> _About this exercise_
Give the count of lines in the entries that include "given", and write nothing besides it.

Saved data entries
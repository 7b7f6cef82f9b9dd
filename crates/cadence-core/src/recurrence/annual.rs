//! Once-a-year rules.

use chrono::Weekday;
use serde::{Deserialize, Serialize};
use std::fmt;

use crate::calendar::{CalendarDate, CalendarMonth};
use crate::error::{CadenceError, CadenceResult};
use crate::recurrence::DateSpecification;

/// A rule that picks one date in every calendar year.
///
/// # Example
///
/// ```rust
/// use cadence_core::calendar::CalendarDate;
/// use cadence_core::recurrence::{AnnualDateSpecification, DateSpecification};
/// use chrono::Weekday;
///
/// let rule = AnnualDateSpecification::last_weekday(3, Weekday::Mon).unwrap();
/// assert_eq!(rule.to_string(), "last Monday of March");
/// assert_eq!(
///     rule.occurrence_in_year(2024),
///     Some(CalendarDate::from_ymd(2024, 3, 25).unwrap())
/// );
/// ```
#[derive(Debug, Clone, Copy, PartialEq, Eq, Hash, Serialize, Deserialize)]
#[serde(
    try_from = "RawAnnualDateSpecification",
    into = "RawAnnualDateSpecification"
)]
pub enum AnnualDateSpecification {
    /// The same month and day every year, e.g. 25 December.
    ///
    /// February 29 has no occurrence in common years.
    Fixed {
        /// Month (1-12).
        month: u32,
        /// Day of month (1-31).
        day: u32,
    },

    /// The `n`-th given weekday of a month, e.g. the fourth Thursday of
    /// November. A fifth weekday is absent in years that lack one.
    NthWeekday {
        /// Month (1-12).
        month: u32,
        /// Day of week.
        weekday: Weekday,
        /// 1-based occurrence within the month (1-5).
        n: u8,
    },

    /// The last given weekday of a month, e.g. the last Monday of May.
    LastWeekday {
        /// Month (1-12).
        month: u32,
        /// Day of week.
        weekday: Weekday,
    },
}

/// Unvalidated serde shape of an [`AnnualDateSpecification`].
#[derive(Serialize, Deserialize)]
#[serde(tag = "kind", rename_all = "snake_case")]
enum RawAnnualDateSpecification {
    Fixed {
        month: u32,
        day: u32,
    },
    NthWeekday {
        month: u32,
        weekday: Weekday,
        n: u8,
    },
    LastWeekday {
        month: u32,
        weekday: Weekday,
    },
}

impl AnnualDateSpecification {
    /// The rule "every `month`/`day`".
    ///
    /// # Errors
    ///
    /// Returns `CadenceError::InvalidDate` if the month/day exists in no year
    /// (month 13, 30 February, 31 April).
    pub fn fixed(month: u32, day: u32) -> CadenceResult<Self> {
        // 2000 is a leap year, so every day that exists in some year exists there
        CalendarDate::from_ymd(2000, month, day)
            .map_err(|_| CadenceError::invalid_date(format!("no such day: {month:02}-{day:02}")))?;
        Ok(Self::Fixed { month, day })
    }

    /// The rule "the `n`-th `weekday` of `month`".
    ///
    /// # Errors
    ///
    /// Returns `CadenceError::InvalidDate` for a month outside 1-12 or `n`
    /// outside 1-5.
    pub fn nth_weekday(month: u32, weekday: Weekday, n: u8) -> CadenceResult<Self> {
        check_month(month)?;
        if !(1..=5).contains(&n) {
            return Err(CadenceError::invalid_date(format!(
                "weekday occurrence {n} outside 1-5"
            )));
        }
        Ok(Self::NthWeekday { month, weekday, n })
    }

    /// The rule "the last `weekday` of `month`".
    ///
    /// # Errors
    ///
    /// Returns `CadenceError::InvalidDate` for a month outside 1-12.
    pub fn last_weekday(month: u32, weekday: Weekday) -> CadenceResult<Self> {
        check_month(month)?;
        Ok(Self::LastWeekday { month, weekday })
    }

    /// The month the rule falls in.
    #[must_use]
    pub fn month(&self) -> u32 {
        match self {
            Self::Fixed { month, .. }
            | Self::NthWeekday { month, .. }
            | Self::LastWeekday { month, .. } => *month,
        }
    }
}

impl DateSpecification for AnnualDateSpecification {
    fn occurrence_in_year(&self, year: i32) -> Option<CalendarDate> {
        match *self {
            Self::Fixed { month, day } => CalendarDate::from_ymd_opt(year, month, day),
            Self::NthWeekday { month, weekday, n } => {
                CalendarMonth::new(year, month).ok()?.nth_weekday(weekday, n)
            }
            Self::LastWeekday { month, weekday } => CalendarMonth::new(year, month)
                .ok()
                .map(|m| m.last_weekday(weekday)),
        }
    }
}

impl fmt::Display for AnnualDateSpecification {
    fn fmt(&self, f: &mut fmt::Formatter<'_>) -> fmt::Result {
        match *self {
            Self::Fixed { month, day } => write!(f, "every {} {day}", month_name(month)),
            Self::NthWeekday { month, weekday, n } => write!(
                f,
                "{}{} {} of {}",
                n,
                ordinal_suffix(n),
                weekday_name(weekday),
                month_name(month)
            ),
            Self::LastWeekday { month, weekday } => write!(
                f,
                "last {} of {}",
                weekday_name(weekday),
                month_name(month)
            ),
        }
    }
}

impl TryFrom<RawAnnualDateSpecification> for AnnualDateSpecification {
    type Error = CadenceError;

    fn try_from(raw: RawAnnualDateSpecification) -> Result<Self, Self::Error> {
        match raw {
            RawAnnualDateSpecification::Fixed { month, day } => Self::fixed(month, day),
            RawAnnualDateSpecification::NthWeekday { month, weekday, n } => {
                Self::nth_weekday(month, weekday, n)
            }
            RawAnnualDateSpecification::LastWeekday { month, weekday } => {
                Self::last_weekday(month, weekday)
            }
        }
    }
}

impl From<AnnualDateSpecification> for RawAnnualDateSpecification {
    fn from(rule: AnnualDateSpecification) -> Self {
        match rule {
            AnnualDateSpecification::Fixed { month, day } => Self::Fixed { month, day },
            AnnualDateSpecification::NthWeekday { month, weekday, n } => {
                Self::NthWeekday { month, weekday, n }
            }
            AnnualDateSpecification::LastWeekday { month, weekday } => {
                Self::LastWeekday { month, weekday }
            }
        }
    }
}

fn check_month(month: u32) -> CadenceResult<()> {
    if (1..=12).contains(&month) {
        Ok(())
    } else {
        Err(CadenceError::invalid_date(format!("month {month} outside 1-12")))
    }
}

fn month_name(month: u32) -> &'static str {
    match month {
        1 => "January",
        2 => "February",
        3 => "March",
        4 => "April",
        5 => "May",
        6 => "June",
        7 => "July",
        8 => "August",
        9 => "September",
        10 => "October",
        11 => "November",
        12 => "December",
        _ => "?",
    }
}

fn weekday_name(weekday: Weekday) -> &'static str {
    match weekday {
        Weekday::Mon => "Monday",
        Weekday::Tue => "Tuesday",
        Weekday::Wed => "Wednesday",
        Weekday::Thu => "Thursday",
        Weekday::Fri => "Friday",
        Weekday::Sat => "Saturday",
        Weekday::Sun => "Sunday",
    }
}

fn ordinal_suffix(n: u8) -> &'static str {
    match n {
        1 => "st",
        2 => "nd",
        3 => "rd",
        _ => "th",
    }
}

#[cfg(test)]
mod tests {
    use super::*;
    use crate::calendar::CalendarInterval;

    fn date(y: i32, m: u32, d: u32) -> CalendarDate {
        CalendarDate::from_ymd(y, m, d).unwrap()
    }

    #[test]
    fn test_fixed_occurrence() {
        let rule = AnnualDateSpecification::fixed(12, 25).unwrap();
        assert_eq!(rule.occurrence_in_year(2025), Some(date(2025, 12, 25)));
        assert!(rule.is_satisfied_by(&date(1999, 12, 25)));
        assert!(!rule.is_satisfied_by(&date(1999, 12, 24)));
    }

    #[test]
    fn test_fixed_validation() {
        assert!(AnnualDateSpecification::fixed(2, 29).is_ok());
        assert!(AnnualDateSpecification::fixed(2, 30).is_err());
        assert!(AnnualDateSpecification::fixed(4, 31).is_err());
        assert!(AnnualDateSpecification::fixed(13, 1).is_err());
        assert!(AnnualDateSpecification::fixed(0, 1).is_err());
    }

    #[test]
    fn test_leap_day_absent_in_common_years() {
        let rule = AnnualDateSpecification::fixed(2, 29).unwrap();
        assert_eq!(rule.occurrence_in_year(2024), Some(date(2024, 2, 29)));
        assert_eq!(rule.occurrence_in_year(2025), None);
        assert_eq!(rule.occurrence_in_year(2100), None);
    }

    #[test]
    fn test_nth_weekday() {
        let thanksgiving = AnnualDateSpecification::nth_weekday(11, Weekday::Thu, 4).unwrap();
        assert_eq!(thanksgiving.occurrence_in_year(2024), Some(date(2024, 11, 28)));
        assert_eq!(thanksgiving.occurrence_in_year(2025), Some(date(2025, 11, 27)));
        assert!(AnnualDateSpecification::nth_weekday(11, Weekday::Thu, 0).is_err());
        assert!(AnnualDateSpecification::nth_weekday(11, Weekday::Thu, 6).is_err());
    }

    #[test]
    fn test_fifth_weekday_may_be_absent() {
        // November 2025 has five Saturdays, November 2023 only four
        let rule = AnnualDateSpecification::nth_weekday(11, Weekday::Sat, 5).unwrap();
        assert_eq!(rule.occurrence_in_year(2025), Some(date(2025, 11, 29)));
        assert_eq!(rule.occurrence_in_year(2023), None);
    }

    #[test]
    fn test_last_weekday() {
        let rule = AnnualDateSpecification::last_weekday(3, Weekday::Mon).unwrap();
        assert_eq!(rule.occurrence_in_year(2025), Some(date(2025, 3, 31)));
        assert_eq!(rule.occurrence_in_year(2024), Some(date(2024, 3, 25)));
        assert!(AnnualDateSpecification::last_weekday(0, Weekday::Mon).is_err());
    }

    #[test]
    fn test_iterate_full_years() {
        let rule = AnnualDateSpecification::fixed(7, 4).unwrap();
        let span = CalendarInterval::years(2020, 5).unwrap();
        let dates: Vec<_> = rule.iterate_over(&span).collect();
        assert_eq!(dates.len(), 5);
        for (i, d) in dates.iter().enumerate() {
            assert_eq!(d.year(), 2020 + i as i32);
            assert!(span.includes(d));
        }
    }

    #[test]
    fn test_iterate_leap_day_stops_at_common_year() {
        let rule = AnnualDateSpecification::fixed(2, 29).unwrap();
        let span = CalendarInterval::years(2024, 8).unwrap();
        let dates: Vec<_> = rule.iterate_over(&span).collect();
        assert_eq!(dates, vec![date(2024, 2, 29)]);
    }

    #[test]
    fn test_first_occurrence_in_following_year() {
        let rule = AnnualDateSpecification::fixed(3, 1).unwrap();
        let span = CalendarInterval::new(date(2025, 6, 1), date(2027, 1, 1)).unwrap();
        assert_eq!(rule.first_occurrence_on_or_after(&span), Some(date(2026, 3, 1)));
    }

    #[test]
    fn test_independent_iterators() {
        let rule = AnnualDateSpecification::last_weekday(5, Weekday::Mon).unwrap();
        let span = CalendarInterval::years(2020, 6).unwrap();
        let mut first = rule.iterate_over(&span);
        first.next();
        first.next();
        let second: Vec<_> = rule.iterate_over(&span).collect();
        let rest: Vec<_> = first.collect();
        assert_eq!(second.len(), 6);
        assert_eq!(rest, second[2..]);
    }

    #[test]
    fn test_display() {
        assert_eq!(
            AnnualDateSpecification::fixed(12, 25).unwrap().to_string(),
            "every December 25"
        );
        assert_eq!(
            AnnualDateSpecification::nth_weekday(11, Weekday::Thu, 4)
                .unwrap()
                .to_string(),
            "4th Thursday of November"
        );
        assert_eq!(
            AnnualDateSpecification::nth_weekday(1, Weekday::Mon, 3)
                .unwrap()
                .to_string(),
            "3rd Monday of January"
        );
    }

    #[test]
    fn test_serde() {
        let rule = AnnualDateSpecification::nth_weekday(11, Weekday::Thu, 4).unwrap();
        let json = serde_json::to_string(&rule).unwrap();
        assert_eq!(
            json,
            r#"{"kind":"nth_weekday","month":11,"weekday":"Thu","n":4}"#
        );
        let parsed: AnnualDateSpecification = serde_json::from_str(&json).unwrap();
        assert_eq!(parsed, rule);
    }

    #[test]
    fn test_serde_rejects_invalid_rules() {
        for json in [
            r#"{"kind":"fixed","month":13,"day":40}"#,
            r#"{"kind":"fixed","month":2,"day":30}"#,
            r#"{"kind":"nth_weekday","month":11,"weekday":"Thu","n":0}"#,
            r#"{"kind":"nth_weekday","month":11,"weekday":"Thu","n":6}"#,
            r#"{"kind":"last_weekday","month":0,"weekday":"Mon"}"#,
        ] {
            assert!(
                serde_json::from_str::<AnnualDateSpecification>(json).is_err(),
                "{json}"
            );
        }

        let leap_day: AnnualDateSpecification =
            serde_json::from_str(r#"{"kind":"fixed","month":2,"day":29}"#).unwrap();
        assert_eq!(leap_day.to_string(), "every February 29");
    }
}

> _Answer to this task_
2